[Mr. Troy is Professor of History at McGill University, and the author, most recently, of Hillary Rodham Clinton: Polarizing First Lady and Morning in America: How Ronald Reagan Invented the 1980s. He is a member of the advisory board of HNN. ]
The people have spoken: “Obama and Huckabee Triumph,” the headlines are blaring. Well, to be accurate, a small unrepresentative sample of the people spoke. The Iowa caucus is more like the snap of a starter’s pistol than the roar of a rocket launcher. Nevertheless, Democratic Senator Barack Obama and former Republican governor of Arkansas, Mike Huckabee, will enjoy a boost in momentum and fund-raising, especially because reporters choose to magnify minor Iowa victories into major national statements.
Even if they win no other contests, the emergence of Obama and Huckabee shows how wide-open both party fields are. Not since 1920 have Americans experienced a campaign with neither the president nor vice-president running in any way or any time (Harry Truman initially hoped to run in 1952, Dawes was a presidential hopeful in 1928). None of the candidates worked for George W. Bush, further proving the Administration’s unpopularity — and the difficulty these days of launching a campaign for executive leadership from the executive branch (except the White House). Moreover, before his stirring debut at the 2004 Democratic National Convention, few Americans had heard of Barack Obama. Even though Mike Huckabee governed Arkansas from 1996 to 2007, he was nationally unknown until months ago, when his wisecracks started attracting attention in the televised candidate forums.
Obama’s rise, even if it proves fleeting, shows America making progress toward burying racism. Americans seem more worried that Obama is too green – inexperienced – than too black. Obama’s emergence is also the story of celebrity politics, especially because the talk show goddess Oprah Winfrey embraced Obama so enthusiastically. Obama wants to represent a national yearning for healing, appealing as a constructive centrist promising to end the Clinton-Bush baby-boom generational squabbling.
Huckabee’s rise is tied to another modern American political story, the rise of the religious right. Huckabee played to Iowa’s evangelicals, calling himself a “proven Christian leader” in some television ads. This crass appeal violated some of the delicate unspoken rules in the admittedly gray area where religion and politics overlap.
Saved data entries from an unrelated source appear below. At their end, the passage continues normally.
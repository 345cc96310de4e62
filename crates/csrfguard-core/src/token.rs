//! CSRF tokens and token providers
//!
//! A raw token is 12 random bytes, hex-encoded. A signed token has the form
//! `<hmac>-<nonce>-<raw>`: the HMAC-SHA256 tag covers `<nonce>-<raw>`, and a
//! fresh random nonce goes into every signature. The same raw token therefore
//! never travels twice with the same bytes, which keeps compression side
//! channels from learning it across responses.

use crate::error::{ConfigError, Result};
use hmac::{Hmac, Mac};
use http::Extensions;
use rand::{rngs::OsRng, RngCore};
use sha2::Sha256;
use std::fmt;
use subtle::ConstantTimeEq;

type HmacSha256 = Hmac<Sha256>;

/// Number of random bytes in a raw token.
pub const RAW_TOKEN_BYTES: usize = 12;

/// Number of random bytes in a signature nonce.
const NONCE_BYTES: usize = 8;

/// Minimum length of a signing secret.
pub const MIN_SECRET_LEN: usize = 32;

/// A CSRF token as seen by the current request.
///
/// Stored in the request extensions by the CSRF layer, so handlers can embed
/// it in rendered forms. Use [`get_token`] to read it.
#[derive(Clone, PartialEq, Eq, Hash)]
pub struct CsrfToken {
    name: String,
    value: String,
}

impl CsrfToken {
    /// Create a token from its field name and wire value.
    pub fn new(name: impl Into<String>, value: impl Into<String>) -> Self {
        Self {
            name: name.into(),
            value: value.into(),
        }
    }

    /// Field / session entry name the token travels under.
    pub fn name(&self) -> &str {
        &self.name
    }

    /// Wire value of the token.
    pub fn value(&self) -> &str {
        &self.value
    }
}

impl fmt::Debug for CsrfToken {
    fn fmt(&self, f: &mut fmt::Formatter<'_>) -> fmt::Result {
        f.debug_struct("CsrfToken")
            .field("name", &self.name)
            .field("value", &"***")
            .finish()
    }
}

impl fmt::Display for CsrfToken {
    fn fmt(&self, f: &mut fmt::Formatter<'_>) -> fmt::Result {
        write!(f, "{}", self.value)
    }
}

/// Get the token attached to the current request, if any.
///
/// Absence is a normal outcome (for example on requests that were neither
/// checked nor eligible for token creation); callers decide what to render.
pub fn get_token(extensions: &Extensions) -> Option<CsrfToken> {
    extensions.get::<CsrfToken>().cloned()
}

fn random_hex(len: usize) -> String {
    let mut bytes = vec![0u8; len];
    OsRng.fill_bytes(&mut bytes);
    hex::encode(bytes)
}

/// Generate a fresh raw token.
pub fn generate_raw() -> String {
    random_hex(RAW_TOKEN_BYTES)
}

/// Compare two strings in time independent of where they differ.
pub fn constant_time_eq(a: &str, b: &str) -> bool {
    a.as_bytes().ct_eq(b.as_bytes()).into()
}

/// Signs and verifies tokens with a server secret.
#[derive(Clone)]
pub struct TokenSigner {
    mac: HmacSha256,
}

impl TokenSigner {
    /// Create a signer.
    ///
    /// # Errors
    ///
    /// Fails when the secret is shorter than [`MIN_SECRET_LEN`].
    pub fn new(secret: impl AsRef<[u8]>) -> Result<Self> {
        let secret = secret.as_ref();
        if secret.len() < MIN_SECRET_LEN {
            return Err(ConfigError::SecretTooShort {
                min: MIN_SECRET_LEN,
                actual: secret.len(),
            });
        }

        let mac = HmacSha256::new_from_slice(secret).map_err(|_| ConfigError::SecretTooShort {
            min: MIN_SECRET_LEN,
            actual: secret.len(),
        })?;
        Ok(Self { mac })
    }

    fn tag(&self, payload: &str) -> HmacSha256 {
        let mut mac = self.mac.clone();
        mac.update(payload.as_bytes());
        mac
    }

    /// Sign a raw token under a fresh nonce.
    pub fn sign(&self, raw: &str) -> String {
        let payload = format!("{}-{}", random_hex(NONCE_BYTES), raw);
        let tag = hex::encode(self.tag(&payload).finalize().into_bytes());
        format!("{tag}-{payload}")
    }

    /// Verify a signed token and return its raw value.
    ///
    /// Malformed input and bad signatures both yield `None`.
    pub fn extract<'a>(&self, signed: &'a str) -> Option<&'a str> {
        let (tag, payload) = signed.split_once('-')?;
        let tag = hex::decode(tag).ok()?;
        self.tag(payload).verify_slice(&tag).ok()?;

        let (_nonce, raw) = payload.split_once('-')?;
        (!raw.is_empty()).then_some(raw)
    }

    /// Verify a signed token and sign its raw value again under a new nonce.
    pub fn resign(&self, signed: &str) -> Option<String> {
        self.extract(signed).map(|raw| self.sign(raw))
    }

    /// Compare two signed tokens by their raw values.
    pub fn compare(&self, a: &str, b: &str) -> bool {
        match (self.extract(a), self.extract(b)) {
            (Some(a), Some(b)) => constant_time_eq(a, b),
            _ => false,
        }
    }
}

impl fmt::Debug for TokenSigner {
    fn fmt(&self, f: &mut fmt::Formatter<'_>) -> fmt::Result {
        f.debug_struct("TokenSigner").finish_non_exhaustive()
    }
}

/// Generates and compares tokens.
pub trait TokenProvider: Send + Sync + 'static {
    /// Generate a new token in wire form.
    fn generate(&self) -> String;

    /// Check that a presented token matches the expected one.
    fn compare(&self, presented: &str, expected: &str) -> bool;

    /// Validate a stored token and produce the form handed to the request.
    ///
    /// `None` means the stored value is not a usable token.
    fn refresh(&self, stored: &str) -> Option<String>;
}

/// HMAC-signed tokens, re-signed on every read.
#[derive(Clone, Debug)]
pub struct SignedTokenProvider {
    signer: TokenSigner,
}

impl SignedTokenProvider {
    /// Create a provider from a signer.
    pub fn new(signer: TokenSigner) -> Self {
        Self { signer }
    }

    /// The underlying signer.
    pub fn signer(&self) -> &TokenSigner {
        &self.signer
    }
}

impl TokenProvider for SignedTokenProvider {
    fn generate(&self) -> String {
        self.signer.sign(&generate_raw())
    }

    fn compare(&self, presented: &str, expected: &str) -> bool {
        self.signer.compare(presented, expected)
    }

    fn refresh(&self, stored: &str) -> Option<String> {
        self.signer.resign(stored)
    }
}

/// Plain random tokens compared in constant time.
#[derive(Clone, Copy, Debug, Default)]
pub struct UnsignedTokenProvider;

impl TokenProvider for UnsignedTokenProvider {
    fn generate(&self) -> String {
        generate_raw()
    }

    fn compare(&self, presented: &str, expected: &str) -> bool {
        constant_time_eq(presented, expected)
    }

    fn refresh(&self, stored: &str) -> Option<String> {
        (!stored.is_empty()).then(|| stored.to_string())
    }
}
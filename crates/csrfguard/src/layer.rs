use crate::body::{boxed, peek_body, BoxBody, BoxError};
use bytes::Bytes;
use csrfguard_core::{Csrf, Mode, Session, Verdict};
use futures_util::future::BoxFuture;
use http::{Request, Response};
use http_body::Body;
use std::task::{Context, Poll};
use tower::{Layer, Service};

/// Tower layer applying CSRF protection.
///
/// Requests that fail verification never reach the wrapped service; the
/// engine's error handler answers them instead.
#[derive(Clone, Debug)]
pub struct CsrfLayer {
    csrf: Csrf,
    mode: Mode,
}

impl CsrfLayer {
    /// Protect requests according to the configured policy.
    pub fn new(csrf: Csrf) -> Self {
        Self::with_mode(csrf, Mode::Filter)
    }

    /// Never verify, only make sure every request carries a token.
    pub fn add_token(csrf: Csrf) -> Self {
        Self::with_mode(csrf, Mode::AddToken)
    }

    /// Verify regardless of method and content type.
    pub fn check(csrf: Csrf) -> Self {
        Self::with_mode(csrf, Mode::Check)
    }

    /// Create a layer with an explicit mode.
    pub fn with_mode(csrf: Csrf, mode: Mode) -> Self {
        Self { csrf, mode }
    }

    /// The verification mode.
    pub fn mode(&self) -> Mode {
        self.mode
    }
}

impl<S> Layer<S> for CsrfLayer {
    type Service = CsrfService<S>;

    fn layer(&self, inner: S) -> Self::Service {
        CsrfService {
            inner,
            csrf: self.csrf.clone(),
            mode: self.mode,
        }
    }
}

/// Service created by [`CsrfLayer`].
#[derive(Clone, Debug)]
pub struct CsrfService<S> {
    inner: S,
    csrf: Csrf,
    mode: Mode,
}

impl<S, ReqBody, ResBody> Service<Request<ReqBody>> for CsrfService<S>
where
    S: Service<Request<BoxBody>, Response = Response<ResBody>> + Clone + Send + 'static,
    S::Future: Send + 'static,
    ReqBody: Body<Data = Bytes> + Send + 'static,
    ReqBody::Error: Into<BoxError>,
    ResBody: Body<Data = Bytes> + Send + 'static,
    ResBody::Error: Into<BoxError>,
{
    type Response = Response<BoxBody>;
    type Error = S::Error;
    type Future = BoxFuture<'static, Result<Self::Response, Self::Error>>;

    fn poll_ready(&mut self, cx: &mut Context<'_>) -> Poll<Result<(), Self::Error>> {
        self.inner.poll_ready(cx)
    }

    fn call(&mut self, req: Request<ReqBody>) -> Self::Future {
        // the ready service goes into the future, a fresh clone stays behind
        let clone = self.inner.clone();
        let mut inner = std::mem::replace(&mut self.inner, clone);
        let csrf = self.csrf.clone();
        let mode = self.mode;

        Box::pin(async move {
            let (mut parts, body) = req.into_parts();
            let body = boxed(body);

            let (outcome, body) = match csrf.begin_with(&parts, mode) {
                Verdict::Passed(passed) => (Ok(passed), body),
                Verdict::Failed(failure) => (Err(failure), body),
                Verdict::Checking(check) => {
                    let peeked = peek_body(body, csrf.config().post_body_buffer).await;
                    let outcome = check.finish(&csrf, &parts, &peeked.prefix, peeked.complete);
                    (outcome, peeked.body)
                }
            };

            let passed = match outcome {
                Ok(passed) => passed,
                Err(failure) => {
                    let response = csrf.reject(&parts, &failure).await;
                    return Ok(response.map(boxed));
                }
            };

            if let Some(token) = passed.token() {
                csrf.store().stamp(&mut parts.extensions, token.clone());
            }
            let session = parts.extensions.get::<Session>().cloned();

            let fut: BoxFuture<'static, Result<Response<ResBody>, S::Error>> =
                Box::pin(inner.call(Request::from_parts(parts, body)));
            let mut response = fut.await?.map(boxed);
            csrf.attach(&passed, response.headers_mut(), session.as_ref());

            Ok(response)
        })
    }
}
//! Environment-driven configuration.
//!
//! [`CsrfSettings`] is the serializable face of [`CsrfConfig`]. It is loaded
//! from `CSRF_`-prefixed environment variables (after an optional `.env`
//! file) and validated into a config once at startup.
//!
//! # Example
//!
//! ```ignore
//! use csrfguard_core::{CsrfConfig, CsrfSettings};
//!
//! // CSRF_COOKIE_NAME=XSRF-TOKEN
//! // CSRF_PROTECT_HEADERS=Cookie=*,Authorization=*
//! let settings = CsrfSettings::from_env()?;
//! let config = CsrfConfig::try_from(settings)?;
//! ```

use crate::config::{
    CsrfConfig, DEFAULT_HEADER_NAME, DEFAULT_POST_BODY_BUFFER, DEFAULT_TOKEN_NAME,
    NOCSRF_MODIFIER,
};
use crate::error::{ConfigError, Result};
use crate::policy::{parse_header_name, HeaderRule, HeaderRules, ListPolicy};
use cookie::SameSite;
use serde::Deserialize;

/// Prefix of every environment variable read by [`CsrfSettings::from_env`].
pub const ENV_PREFIX: &str = "CSRF_";

/// Raw CSRF settings.
///
/// Field names map to SCREAMING_SNAKE_CASE variables behind [`ENV_PREFIX`]
/// (`token_name` reads `CSRF_TOKEN_NAME`). Lists are comma-separated; an empty
/// variable clears a list. Header rules are `Name=value` entries where `*`
/// matches any value.
#[derive(Debug, Clone, Deserialize)]
#[serde(default)]
pub struct CsrfSettings {
    /// Token name
    pub token_name: String,
    /// Cookie name, session storage when unset
    pub cookie_name: Option<String>,
    /// Secure cookie flag
    pub secure_cookie: bool,
    /// HttpOnly cookie flag
    pub http_only_cookie: bool,
    /// `strict`, `lax`, `none` or `off`
    pub same_site_cookie: Option<String>,
    /// Cookie path
    pub cookie_path: String,
    /// Cookie domain
    pub cookie_domain: Option<String>,
    /// Body buffer size in bytes
    pub post_body_buffer: usize,
    /// Sign tokens
    pub sign_tokens: bool,
    /// Signing secret
    pub secret: Option<String>,
    /// Methods exempt from checking
    pub method_white_list: Vec<String>,
    /// Methods checked when the white list is empty
    pub method_black_list: Vec<String>,
    /// Content types exempt from checking
    pub content_type_white_list: Vec<String>,
    /// Content types checked when the white list is empty
    pub content_type_black_list: Vec<String>,
    /// Token header name
    pub header_name: String,
    /// Protect header rules
    pub protect_headers: Vec<String>,
    /// Bypass header rules
    pub bypass_headers: Vec<String>,
    /// Route modifiers exempting a route
    pub route_modifier_white_list: Vec<String>,
    /// Route modifiers opting a route in when the white list is empty
    pub route_modifier_black_list: Vec<String>,
    /// Skip CORS-trusted requests
    pub bypass_cors_trusted_origins: bool,
}

impl Default for CsrfSettings {
    fn default() -> Self {
        Self {
            token_name: DEFAULT_TOKEN_NAME.to_string(),
            cookie_name: None,
            secure_cookie: false,
            http_only_cookie: false,
            same_site_cookie: None,
            cookie_path: "/".to_string(),
            cookie_domain: None,
            post_body_buffer: DEFAULT_POST_BODY_BUFFER,
            sign_tokens: true,
            secret: None,
            method_white_list: vec!["GET".into(), "HEAD".into(), "OPTIONS".into()],
            method_black_list: Vec::new(),
            content_type_white_list: Vec::new(),
            content_type_black_list: Vec::new(),
            header_name: DEFAULT_HEADER_NAME.to_string(),
            protect_headers: Vec::new(),
            bypass_headers: Vec::new(),
            route_modifier_white_list: vec![NOCSRF_MODIFIER.into()],
            route_modifier_black_list: Vec::new(),
            bypass_cors_trusted_origins: true,
        }
    }
}

impl CsrfSettings {
    /// Load a `.env` file if present, then read `CSRF_*` variables.
    ///
    /// # Errors
    ///
    /// Returns an error if a variable cannot be parsed into its field type.
    pub fn from_env() -> Result<Self> {
        let _ = dotenvy::dotenv();
        Ok(envy::prefixed(ENV_PREFIX).from_env()?)
    }

    /// Read settings from explicit `(name, value)` pairs using the `CSRF_`
    /// prefix.
    pub fn from_vars<I>(vars: I) -> Result<Self>
    where
        I: IntoIterator<Item = (String, String)>,
    {
        Ok(envy::prefixed(ENV_PREFIX).from_iter(vars)?)
    }
}

impl TryFrom<CsrfSettings> for CsrfConfig {
    type Error = ConfigError;

    fn try_from(settings: CsrfSettings) -> Result<Self> {
        let same_site = match settings.same_site_cookie.as_deref().map(str::trim) {
            None => Some(SameSite::Lax),
            Some(value) => parse_same_site(value)?,
        };

        let config = CsrfConfig {
            token_name: settings.token_name,
            cookie_name: settings.cookie_name.filter(|name| !name.trim().is_empty()),
            secure_cookie: settings.secure_cookie,
            http_only_cookie: settings.http_only_cookie,
            same_site_cookie: same_site,
            cookie_path: settings.cookie_path,
            cookie_domain: settings.cookie_domain.filter(|domain| !domain.trim().is_empty()),
            post_body_buffer: settings.post_body_buffer,
            sign_tokens: settings.sign_tokens,
            method_policy: list_policy(settings.method_white_list, settings.method_black_list),
            content_type_policy: list_policy(
                settings.content_type_white_list,
                settings.content_type_black_list,
            ),
            header_name: parse_header_name(&settings.header_name)?,
            header_rules: HeaderRules {
                protect: header_rules(&settings.protect_headers)?,
                bypass: header_rules(&settings.bypass_headers)?,
            },
            route_modifiers: list_policy(
                settings.route_modifier_white_list,
                settings.route_modifier_black_list,
            ),
            ..CsrfConfig::default()
        };

        config.validate()?;
        Ok(config)
    }
}

fn parse_same_site(value: &str) -> Result<Option<SameSite>> {
    match value.to_ascii_lowercase().as_str() {
        "strict" => Ok(Some(SameSite::Strict)),
        "lax" => Ok(Some(SameSite::Lax)),
        "none" => Ok(Some(SameSite::None)),
        "off" | "" => Ok(None),
        _ => Err(ConfigError::InvalidSameSite(value.to_string())),
    }
}

fn list_policy(white_list: Vec<String>, black_list: Vec<String>) -> ListPolicy {
    ListPolicy {
        white_list: non_empty(white_list),
        black_list: non_empty(black_list),
    }
}

fn non_empty(items: Vec<String>) -> Vec<String> {
    items
        .into_iter()
        .map(|item| item.trim().to_string())
        .filter(|item| !item.is_empty())
        .collect()
}

fn header_rules(rules: &[String]) -> Result<Vec<HeaderRule>> {
    rules
        .iter()
        .map(|rule| rule.trim())
        .filter(|rule| !rule.is_empty())
        .map(HeaderRule::parse)
        .collect()
}

#[cfg(test)]
mod tests {
    use super::*;
    use crate::policy::HeaderMatch;

    fn vars(pairs: &[(&str, &str)]) -> Vec<(String, String)> {
        pairs
            .iter()
            .map(|(k, v)| (k.to_string(), v.to_string()))
            .collect()
    }

    #[test]
    fn test_defaults_match_config_defaults() {
        let settings = CsrfSettings::from_vars(Vec::new()).unwrap();
        let config = CsrfConfig::try_from(settings).unwrap();
        let defaults = CsrfConfig::new();

        assert_eq!(config.token_name, defaults.token_name);
        assert_eq!(config.header_name, defaults.header_name);
        assert_eq!(config.post_body_buffer, defaults.post_body_buffer);
        assert_eq!(config.method_policy, defaults.method_policy);
        assert_eq!(config.content_type_policy, defaults.content_type_policy);
        assert_eq!(config.route_modifiers, defaults.route_modifiers);
        assert_eq!(config.same_site_cookie, Some(SameSite::Lax));
        assert!(config.sign_tokens);
    }

    #[test]
    fn test_reads_prefixed_variables() {
        let settings = CsrfSettings::from_vars(vars(&[
            ("CSRF_COOKIE_NAME", "XSRF-TOKEN"),
            ("CSRF_SECURE_COOKIE", "true"),
            ("CSRF_SAME_SITE_COOKIE", "strict"),
            ("CSRF_POST_BODY_BUFFER", "2048"),
            ("CSRF_SIGN_TOKENS", "false"),
            ("CSRF_SECRET", "not-used-when-unsigned"),
            ("CSRF_METHOD_WHITE_LIST", ""),
            ("CSRF_METHOD_BLACK_LIST", "POST,DELETE"),
            ("CSRF_HEADER_NAME", "X-XSRF-TOKEN"),
            ("CSRF_PROTECT_HEADERS", "Cookie=*,Authorization=*"),
            ("CSRF_BYPASS_HEADERS", "Csrf-Token=nocheck"),
            ("OTHER_VAR", "ignored"),
        ]))
        .unwrap();
        assert_eq!(settings.secret.as_deref(), Some("not-used-when-unsigned"));

        let config = CsrfConfig::try_from(settings).unwrap();
        assert_eq!(config.cookie_name.as_deref(), Some("XSRF-TOKEN"));
        assert!(config.secure_cookie);
        assert_eq!(config.same_site_cookie, Some(SameSite::Strict));
        assert_eq!(config.post_body_buffer, 2048);
        assert!(!config.sign_tokens);
        assert!(config.method_policy.white_list.is_empty());
        assert_eq!(config.method_policy.black_list, vec!["POST", "DELETE"]);
        assert_eq!(config.header_name.as_str(), "x-xsrf-token");
        assert_eq!(config.header_rules.protect.len(), 2);
        assert_eq!(
            config.header_rules.bypass[0].expected(),
            &HeaderMatch::Exact("nocheck".to_string())
        );
    }

    #[test]
    fn test_invalid_values_are_config_errors() {
        let settings =
            CsrfSettings::from_vars(vars(&[("CSRF_SAME_SITE_COOKIE", "sometimes")])).unwrap();
        assert!(matches!(
            CsrfConfig::try_from(settings),
            Err(ConfigError::InvalidSameSite(_))
        ));

        let settings =
            CsrfSettings::from_vars(vars(&[("CSRF_PROTECT_HEADERS", "Cookie")])).unwrap();
        assert!(matches!(
            CsrfConfig::try_from(settings),
            Err(ConfigError::InvalidHeaderRule(_))
        ));

        let settings = CsrfSettings::from_vars(vars(&[("CSRF_HEADER_NAME", "bad header")])).unwrap();
        assert!(matches!(
            CsrfConfig::try_from(settings),
            Err(ConfigError::InvalidHeaderName(_))
        ));

        assert!(matches!(
            CsrfSettings::from_vars(vars(&[("CSRF_POST_BODY_BUFFER", "lots")])),
            Err(ConfigError::Env(_))
        ));
    }
}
Huckabee’s implicit, even more disturbing, appeal contrasts him as a true Christian, and thus a true American, with his runner-up in Iowa, Mitt Romney, a Mormon, whose candidacy has stirred some bigoted anti-Mormonism.
On the losing side, Romney and Democratic Senator Hillary Clinton may have suffered the biggest blows among the serious contenders. But both hope to rebound in New Hampshire next Tuesday. Both also now have a chance to show how they bounce back from setbacks with grit and grace. Reporters love comeback stories, as much as they love Cinderella stories, and reporters often knock down candidates to set up those comebacks
Jimmy Carter and Bill Clinton, among others, have gone from relative obscurity to the presidency in a flash. But victory in Iowa does not guarantee the nomination. In 1980 George H.W. Bush beat Ronald Reagan in the caucuses but still lost the nomination. Iowa triumphs can launch a candidacy to the party nomination but do not guarantee general election victory, as John Kerrey learned in 2004.
So, yes, some of the people have spoken. But there is a lot more jawboning and stumping, speculating and voting, that must occur before the Democrats and Republicans nominate their respective nominees and the American people pick their next leader – 11 months from now in November 2008. All we can predict is more – more speculating, more campaigning, and, thankfully, more voting from other parts of the country.